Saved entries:

┌──

//! Type-safe option types for the screen selector
//!
//! Enums here replace stringly-typed switches with proper Rust types that
//! provide compile-time validation and exhaustive matching.

use serde::{Deserialize, Serialize};
use strum::{Display, EnumIter, EnumString};

/// How incompatible override combinations are handled.
///
/// Both modes report every problem through the diagnostic sink. They differ in
/// what happens next:
///
/// | Mode      | Incompatible overrides            |
/// |-----------|-----------------------------------|
/// | `Lenient` | Reported, then the safe default wins |
/// | `Strict`  | Reported, then returned as an error  |
#[derive(Debug, Clone, Copy, PartialEq, Eq, Hash, Default, Serialize, Deserialize)]
#[derive(Display, EnumString, EnumIter)]
#[serde(rename_all = "lowercase")]
#[strum(serialize_all = "lowercase", ascii_case_insensitive)]
pub enum ValidationMode {
    #[default]
    Lenient,
    Strict,
}

impl ValidationMode {
    /// Returns true if incompatible overrides must fail the resolution
    #[inline]
    pub const fn is_strict(self) -> bool {
        matches!(self, Self::Strict)
    }
}

impl From<bool> for ValidationMode {
    /// `true` selects strict mode
    fn from(strict: bool) -> Self {
        if strict {
            Self::Strict
        } else {
            Self::Lenient
        }
    }
}

/// Output format of the CLI `resolve` command
#[derive(Debug, Clone, Copy, PartialEq, Eq, Default, Serialize, Deserialize)]
#[derive(Display, EnumString, EnumIter)]
#[strum(serialize_all = "lowercase", ascii_case_insensitive)]
pub enum OutputFormat {
    #[default]
    Text,
    Json,
}

#[cfg(test)]
mod tests {
    use super::*;
    use std::str::FromStr;
    use strum::IntoEnumIterator;

    #[test]
    fn test_validation_mode_serialization() {
        assert_eq!(ValidationMode::Strict.to_string(), "strict");
        assert_eq!(ValidationMode::Lenient.to_string(), "lenient");
    }

    #[test]
    fn test_validation_mode_parsing() {
        assert_eq!(ValidationMode::from_str("strict").unwrap(), ValidationMode::Strict);
        assert_eq!(ValidationMode::from_str("Lenient").unwrap(), ValidationMode::Lenient);
        assert!(ValidationMode::from_str("debug").is_err());
    }

    #[test]
    fn test_validation_mode_from_bool() {
        assert!(ValidationMode::from(true).is_strict());
        assert!(!ValidationMode::from(false).is_strict());
        assert_eq!(ValidationMode::default(), ValidationMode::Lenient);
    }

    #[test]
    fn test_output_format_iteration() {
        let formats: Vec<String> = OutputFormat::iter().map(|f| f.to_string()).collect();
        assert_eq!(formats, vec!["text", "json"]);
    }

    #[test]
    fn test_serde_roundtrip() {
        let json = serde_json::to_string(&ValidationMode::Strict).unwrap();
        assert_eq!(json, "\"strict\"");
        let parsed: ValidationMode = serde_json::from_str(&json).unwrap();
        assert_eq!(parsed, ValidationMode::Strict);
    }
}
//! Logic modules: translate startup choices into the screens that run.
//!
//! The logic layer is pure: it takes already-parsed overrides and a catalog
//! and resolves them into a `ResolvedScreens` value.
//!
//! # Modules
//!
//! - `resolver`: Screen selection, ordering and initial-screen resolution

pub mod resolver;

pub use resolver::{resolve_screens, ResolvedScreens};
//! Screen Selector - Main entry point
//!
//! Loads a screen catalog, applies startup overrides and prints the screens
//! the application would run.

use std::path::Path;

use anyhow::Context;
use serde::Serialize;
use tracing::{debug, error, info};
use tracing_subscriber::EnvFilter;

use screen_selector::cli::{Cli, Commands, ResolveArgs};
use screen_selector::{
    AppScreen, CollectingSink, Diagnostic, DiagnosticSink, OutputFormat, ResolvedScreens,
    ScreenCatalog, ScreenOverrides, ScreenSelectorError, TracingSink, ValidationMode,
};

/// Initialize logging; RUST_LOG overrides the default `info` level
fn init_logging() {
    let filter = EnvFilter::try_from_default_env().unwrap_or_else(|_| EnvFilter::new("info"));

    tracing_subscriber::fmt()
        .with_env_filter(filter)
        .with_writer(std::io::stderr)
        .with_target(false)
        .init();
}

/// JSON document printed by `resolve --format json`
#[derive(Serialize)]
struct ResolveReport<'a> {
    catalog: &'a str,
    mode: ValidationMode,
    overrides: &'a ScreenOverrides,
    resolved: &'a ResolvedScreens<AppScreen>,
    diagnostics: &'a [Diagnostic],
}

/// Main application entry point
fn main() {
    init_logging();
    debug!("Screen selector starting up");

    let cli = Cli::parse_args();
    debug!("CLI arguments parsed");

    let result = match &cli.command {
        Commands::Resolve(args) => run_resolve(args),
        Commands::Validate { catalog } => run_validate(catalog),
        Commands::List { catalog } => run_list(catalog),
    };

    if let Err(e) = result {
        error!("{:#}", e);
        eprintln!("✗ {:#}", e);
        std::process::exit(1);
    }
}

/// Resolve the runtime screens and print them
fn run_resolve(args: &ResolveArgs) -> anyhow::Result<()> {
    info!("Resolving screens for catalog: {:?}", args.catalog);

    let catalog = load_catalog(&args.catalog)?;
    catalog.validate()?;

    let mode = args.mode();
    let mut collected = CollectingSink::new();
    let mut logged = TracingSink;
    let sink: &mut dyn DiagnosticSink = match args.format {
        OutputFormat::Text => &mut logged,
        OutputFormat::Json => &mut collected,
    };
    let outcome = resolve_overrides(&catalog, args, mode, sink);

    // JSON output carries its diagnostics; a failed run logs them instead
    if outcome.is_err() {
        for diagnostic in collected.take() {
            logged.report(&diagnostic.parameter, &diagnostic.value, &diagnostic.message);
        }
    }
    let (overrides, resolved) = outcome?;

    match args.format {
        OutputFormat::Text => print_resolved(&catalog, &overrides, mode, &resolved),
        OutputFormat::Json => {
            let report = ResolveReport {
                catalog: &catalog.name,
                mode,
                overrides: &overrides,
                resolved: &resolved,
                diagnostics: collected.diagnostics(),
            };
            println!("{}", serde_json::to_string_pretty(&report)?);
        }
    }

    Ok(())
}

/// Layer flag overrides on top of the query and resolve the catalog
fn resolve_overrides(
    catalog: &ScreenCatalog,
    args: &ResolveArgs,
    mode: ValidationMode,
    sink: &mut dyn DiagnosticSink,
) -> Result<(ScreenOverrides, ResolvedScreens<AppScreen>), ScreenSelectorError> {
    let from_query = match &args.query {
        Some(query) => ScreenOverrides::from_query(query, mode, &mut *sink)?,
        None => ScreenOverrides::new(),
    };
    let overrides = from_query.merge(args.flag_overrides());
    debug!("Effective overrides: {}", overrides);

    let resolved = catalog.resolve(&overrides, mode, sink)?;
    Ok((overrides, resolved))
}

fn print_resolved(
    catalog: &ScreenCatalog,
    overrides: &ScreenOverrides,
    mode: ValidationMode,
    resolved: &ResolvedScreens<AppScreen>,
) {
    println!("{} ({} mode, overrides: {})", catalog.name, mode, overrides);
    for (i, screen) in resolved.screens.iter().enumerate() {
        let marker = if i == resolved.initial_index() { "▶" } else { " " };
        match screen {
            AppScreen::Home { .. } => println!("{} {:>2}  {} (home)", marker, i, screen),
            AppScreen::Declared(entry) => {
                let position = catalog.position_of(&entry.name).unwrap_or_default();
                println!("{} {:>2}  {} (screen {})", marker, i, screen, position);
            }
        }
    }
}

/// Load a catalog file, naming the file on failure
fn load_catalog(path: &Path) -> anyhow::Result<ScreenCatalog> {
    ScreenCatalog::load_from_file(path)
        .with_context(|| format!("Failed to load catalog from {:?}", path))
}

/// Validate a catalog file
fn run_validate(path: &Path) -> anyhow::Result<()> {
    info!("Validating catalog file: {:?}", path);
    let catalog = load_catalog(path)?;
    catalog
        .validate()
        .with_context(|| format!("Invalid catalog {:?}", path))?;

    info!("Catalog validation successful");
    println!(
        "✓ Catalog '{}' is valid ({} screens)",
        catalog.name,
        catalog.screens.len()
    );
    Ok(())
}

/// List declared screens with the positions `screens` and `initialScreen` refer to
fn run_list(path: &Path) -> anyhow::Result<()> {
    let catalog = load_catalog(path)?;

    println!("{}", catalog.name);
    for (i, entry) in catalog.screens.iter().enumerate() {
        match &entry.description {
            Some(description) => println!("  {:>2}  {} - {}", i + 1, entry.name, description),
            None => println!("  {:>2}  {}", i + 1, entry.name),
        }
    }
    Ok(())
}
//! Diagnostic reporting for startup parameters.
//!
//! Invalid or conflicting parameters are not always fatal. Whenever the
//! selector or the parameter parser finds one, it calls
//! [`DiagnosticSink::report`] with the parameter name, the offending value and
//! a human-readable message. The caller decides what a report means: collect
//! it for display, forward it to the log, or drop it.
//!
//! # Sinks
//!
//! - [`CollectingSink`] keeps every report in order
//! - [`TracingSink`] emits each report as a `tracing` warning
//! - [`NullSink`] discards everything

use std::fmt;

use serde::{Deserialize, Serialize};
use tracing::warn;

/// One non-fatal problem with a startup parameter
#[derive(Debug, Clone, PartialEq, Eq, Serialize, Deserialize)]
pub struct Diagnostic {
    /// Parameter name as the user spells it (e.g. `screens`)
    pub parameter: String,

    /// Offending value, rendered as text
    pub value: String,

    /// What is wrong with it
    pub message: String,
}

impl Diagnostic {
    pub fn new(
        parameter: impl Into<String>,
        value: impl Into<String>,
        message: impl Into<String>,
    ) -> Self {
        Self {
            parameter: parameter.into(),
            value: value.into(),
            message: message.into(),
        }
    }
}

impl fmt::Display for Diagnostic {
    fn fmt(&self, f: &mut fmt::Formatter<'_>) -> fmt::Result {
        write!(f, "{}={}: {}", self.parameter, self.value, self.message)
    }
}

/// Receiver for non-fatal parameter problems.
///
/// Reports never change the outcome of a resolution on their own; they only
/// describe what was ignored or overridden.
pub trait DiagnosticSink {
    /// Record one problem with `parameter`.
    fn report(&mut self, parameter: &str, value: &str, message: &str);
}

impl<T: DiagnosticSink + ?Sized> DiagnosticSink for &mut T {
    fn report(&mut self, parameter: &str, value: &str, message: &str) {
        (**self).report(parameter, value, message);
    }
}

impl DiagnosticSink for Vec<Diagnostic> {
    fn report(&mut self, parameter: &str, value: &str, message: &str) {
        self.push(Diagnostic::new(parameter, value, message));
    }
}

/// Sink that keeps every report in arrival order.
#[derive(Debug, Clone, Default, PartialEq, Eq)]
pub struct CollectingSink {
    diagnostics: Vec<Diagnostic>,
}

impl CollectingSink {
    pub fn new() -> Self {
        Self::default()
    }

    /// All reports received so far
    pub fn diagnostics(&self) -> &[Diagnostic] {
        &self.diagnostics
    }

    /// Reports about a single parameter
    pub fn for_parameter<'a>(&'a self, parameter: &'a str) -> impl Iterator<Item = &'a Diagnostic> {
        self.diagnostics
            .iter()
            .filter(move |d| d.parameter == parameter)
    }

    pub fn is_empty(&self) -> bool {
        self.diagnostics.is_empty()
    }

    pub fn len(&self) -> usize {
        self.diagnostics.len()
    }

    /// Take the collected reports, leaving the sink empty
    pub fn take(&mut self) -> Vec<Diagnostic> {
        std::mem::take(&mut self.diagnostics)
    }
}

impl DiagnosticSink for CollectingSink {
    fn report(&mut self, parameter: &str, value: &str, message: &str) {
        self.diagnostics.push(Diagnostic::new(parameter, value, message));
    }
}

/// Sink that forwards every report to the log as a warning.
#[derive(Debug, Clone, Copy, Default)]
pub struct TracingSink;

impl DiagnosticSink for TracingSink {
    fn report(&mut self, parameter: &str, value: &str, message: &str) {
        warn!(parameter, value, "{}", message);
    }
}

/// Sink that discards every report.
#[derive(Debug, Clone, Copy, Default)]
pub struct NullSink;

impl DiagnosticSink for NullSink {
    fn report(&mut self, _parameter: &str, _value: &str, _message: &str) {}
}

└──

» Exercise directions:
Retype exactly the lines from the first line of the records above through the line containing "fn from(strict: bool)", both included, and nothing else.

» Solution:
//! Type-safe option types for the screen selector
//!
//! Enums here replace stringly-typed switches with proper Rust types that
//! provide compile-time validation and exhaustive matching.

use serde::{Deserialize, Serialize};
use strum::{Display, EnumIter, EnumString};

/// How incompatible override combinations are handled.
///
/// Both modes report every problem through the diagnostic sink. They differ in
/// what happens next:
///
/// | Mode      | Incompatible overrides            |
/// |-----------|-----------------------------------|
/// | `Lenient` | Reported, then the safe default wins |
/// | `Strict`  | Reported, then returned as an error  |
#[derive(Debug, Clone, Copy, PartialEq, Eq, Hash, Default, Serialize, Deserialize)]
#[derive(Display, EnumString, EnumIter)]
#[serde(rename_all = "lowercase")]
#[strum(serialize_all = "lowercase", ascii_case_insensitive)]
pub enum ValidationMode {
    #[default]
    Lenient,
    Strict,
}

impl ValidationMode {
    /// Returns true if incompatible overrides must fail the resolution
    #[inline]
    pub const fn is_strict(self) -> bool {
        matches!(self, Self::Strict)
    }
}

impl From<bool> for ValidationMode {
    /// `true` selects strict mode
    fn from(strict: bool) -> Self {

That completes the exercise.